The output is the lines below from the one with "pub fn as_str(&self)" through the one with "candidate was proposed", both included, printed exactly and with no other line.

◆ ◆ ◆ ◆ ◆

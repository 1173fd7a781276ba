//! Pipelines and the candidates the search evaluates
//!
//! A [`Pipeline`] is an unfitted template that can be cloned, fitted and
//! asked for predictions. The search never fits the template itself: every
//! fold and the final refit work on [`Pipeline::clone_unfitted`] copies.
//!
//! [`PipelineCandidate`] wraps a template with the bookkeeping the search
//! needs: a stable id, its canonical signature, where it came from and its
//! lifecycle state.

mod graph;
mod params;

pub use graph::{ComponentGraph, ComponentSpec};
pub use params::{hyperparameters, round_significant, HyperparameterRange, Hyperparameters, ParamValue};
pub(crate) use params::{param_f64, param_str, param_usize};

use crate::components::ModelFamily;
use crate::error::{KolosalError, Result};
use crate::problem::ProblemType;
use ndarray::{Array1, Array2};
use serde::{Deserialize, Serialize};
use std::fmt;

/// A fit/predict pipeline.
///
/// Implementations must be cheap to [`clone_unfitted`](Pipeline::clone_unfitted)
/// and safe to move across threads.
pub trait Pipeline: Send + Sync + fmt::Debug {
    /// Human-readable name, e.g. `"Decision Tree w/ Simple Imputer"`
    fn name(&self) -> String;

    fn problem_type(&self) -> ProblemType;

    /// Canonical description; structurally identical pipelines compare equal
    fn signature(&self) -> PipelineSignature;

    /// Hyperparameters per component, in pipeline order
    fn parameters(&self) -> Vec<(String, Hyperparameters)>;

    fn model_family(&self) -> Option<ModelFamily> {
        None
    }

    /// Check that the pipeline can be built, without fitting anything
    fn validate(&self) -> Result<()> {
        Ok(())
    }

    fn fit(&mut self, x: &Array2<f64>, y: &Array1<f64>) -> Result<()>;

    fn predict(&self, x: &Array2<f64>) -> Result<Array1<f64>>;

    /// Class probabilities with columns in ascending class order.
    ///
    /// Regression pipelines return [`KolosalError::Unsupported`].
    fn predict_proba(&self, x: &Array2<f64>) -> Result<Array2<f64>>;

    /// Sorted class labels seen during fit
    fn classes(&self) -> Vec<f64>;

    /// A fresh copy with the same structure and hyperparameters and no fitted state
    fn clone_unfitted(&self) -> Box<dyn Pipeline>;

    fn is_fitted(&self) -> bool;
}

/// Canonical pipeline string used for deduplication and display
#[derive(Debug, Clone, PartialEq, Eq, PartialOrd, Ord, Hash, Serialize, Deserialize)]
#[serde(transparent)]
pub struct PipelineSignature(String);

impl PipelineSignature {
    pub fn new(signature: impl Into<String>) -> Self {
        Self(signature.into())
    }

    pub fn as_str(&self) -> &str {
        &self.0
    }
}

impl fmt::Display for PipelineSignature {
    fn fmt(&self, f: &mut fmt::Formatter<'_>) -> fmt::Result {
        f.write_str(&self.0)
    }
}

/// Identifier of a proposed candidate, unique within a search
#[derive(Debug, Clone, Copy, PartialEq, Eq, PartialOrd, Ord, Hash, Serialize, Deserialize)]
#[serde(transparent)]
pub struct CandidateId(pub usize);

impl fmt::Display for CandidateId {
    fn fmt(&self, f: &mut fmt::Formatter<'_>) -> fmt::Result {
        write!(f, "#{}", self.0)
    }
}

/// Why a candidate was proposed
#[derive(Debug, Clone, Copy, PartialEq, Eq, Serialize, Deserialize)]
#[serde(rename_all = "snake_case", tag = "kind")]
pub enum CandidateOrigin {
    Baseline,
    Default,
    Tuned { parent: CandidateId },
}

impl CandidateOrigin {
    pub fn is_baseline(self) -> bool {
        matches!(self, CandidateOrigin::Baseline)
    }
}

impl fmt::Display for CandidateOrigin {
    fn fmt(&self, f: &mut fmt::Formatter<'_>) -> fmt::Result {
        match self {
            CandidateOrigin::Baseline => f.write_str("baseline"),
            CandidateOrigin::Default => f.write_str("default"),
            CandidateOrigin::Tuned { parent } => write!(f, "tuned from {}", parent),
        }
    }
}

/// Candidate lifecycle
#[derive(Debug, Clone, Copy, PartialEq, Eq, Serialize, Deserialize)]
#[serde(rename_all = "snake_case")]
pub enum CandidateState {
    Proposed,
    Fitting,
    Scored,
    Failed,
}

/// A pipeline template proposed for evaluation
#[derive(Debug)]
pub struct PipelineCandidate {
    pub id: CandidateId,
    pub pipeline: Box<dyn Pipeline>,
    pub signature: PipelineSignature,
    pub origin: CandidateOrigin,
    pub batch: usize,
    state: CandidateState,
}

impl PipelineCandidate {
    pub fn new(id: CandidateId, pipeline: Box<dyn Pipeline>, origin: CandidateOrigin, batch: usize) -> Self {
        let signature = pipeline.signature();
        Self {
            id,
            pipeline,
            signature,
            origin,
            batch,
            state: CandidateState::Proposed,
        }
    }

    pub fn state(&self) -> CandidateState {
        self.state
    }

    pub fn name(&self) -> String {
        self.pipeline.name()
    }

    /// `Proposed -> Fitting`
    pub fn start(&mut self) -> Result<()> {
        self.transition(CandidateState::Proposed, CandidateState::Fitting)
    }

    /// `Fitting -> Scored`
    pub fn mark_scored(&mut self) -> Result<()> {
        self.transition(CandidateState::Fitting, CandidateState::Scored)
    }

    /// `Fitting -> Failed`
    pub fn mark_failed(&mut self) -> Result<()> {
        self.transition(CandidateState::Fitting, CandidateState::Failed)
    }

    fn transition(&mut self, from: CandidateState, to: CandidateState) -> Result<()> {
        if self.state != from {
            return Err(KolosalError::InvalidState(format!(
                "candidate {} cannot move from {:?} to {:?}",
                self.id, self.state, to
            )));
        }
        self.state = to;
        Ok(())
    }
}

◆ ◆ ◆ ◆ ◆

= RESULT FOR THIS EXERCISE =
    pub fn as_str(&self) -> &str {
        &self.0
    }
}

impl fmt::Display for PipelineSignature {
    fn fmt(&self, f: &mut fmt::Formatter<'_>) -> fmt::Result {
        f.write_str(&self.0)
    }
}

/// Identifier of a proposed candidate, unique within a search
#[derive(Debug, Clone, Copy, PartialEq, Eq, PartialOrd, Ord, Hash, Serialize, Deserialize)]
#[serde(transparent)]
pub struct CandidateId(pub usize);

impl fmt::Display for CandidateId {
    fn fmt(&self, f: &mut fmt::Formatter<'_>) -> fmt::Result {
        write!(f, "#{}", self.0)
    }
}

/// Why a candidate was proposed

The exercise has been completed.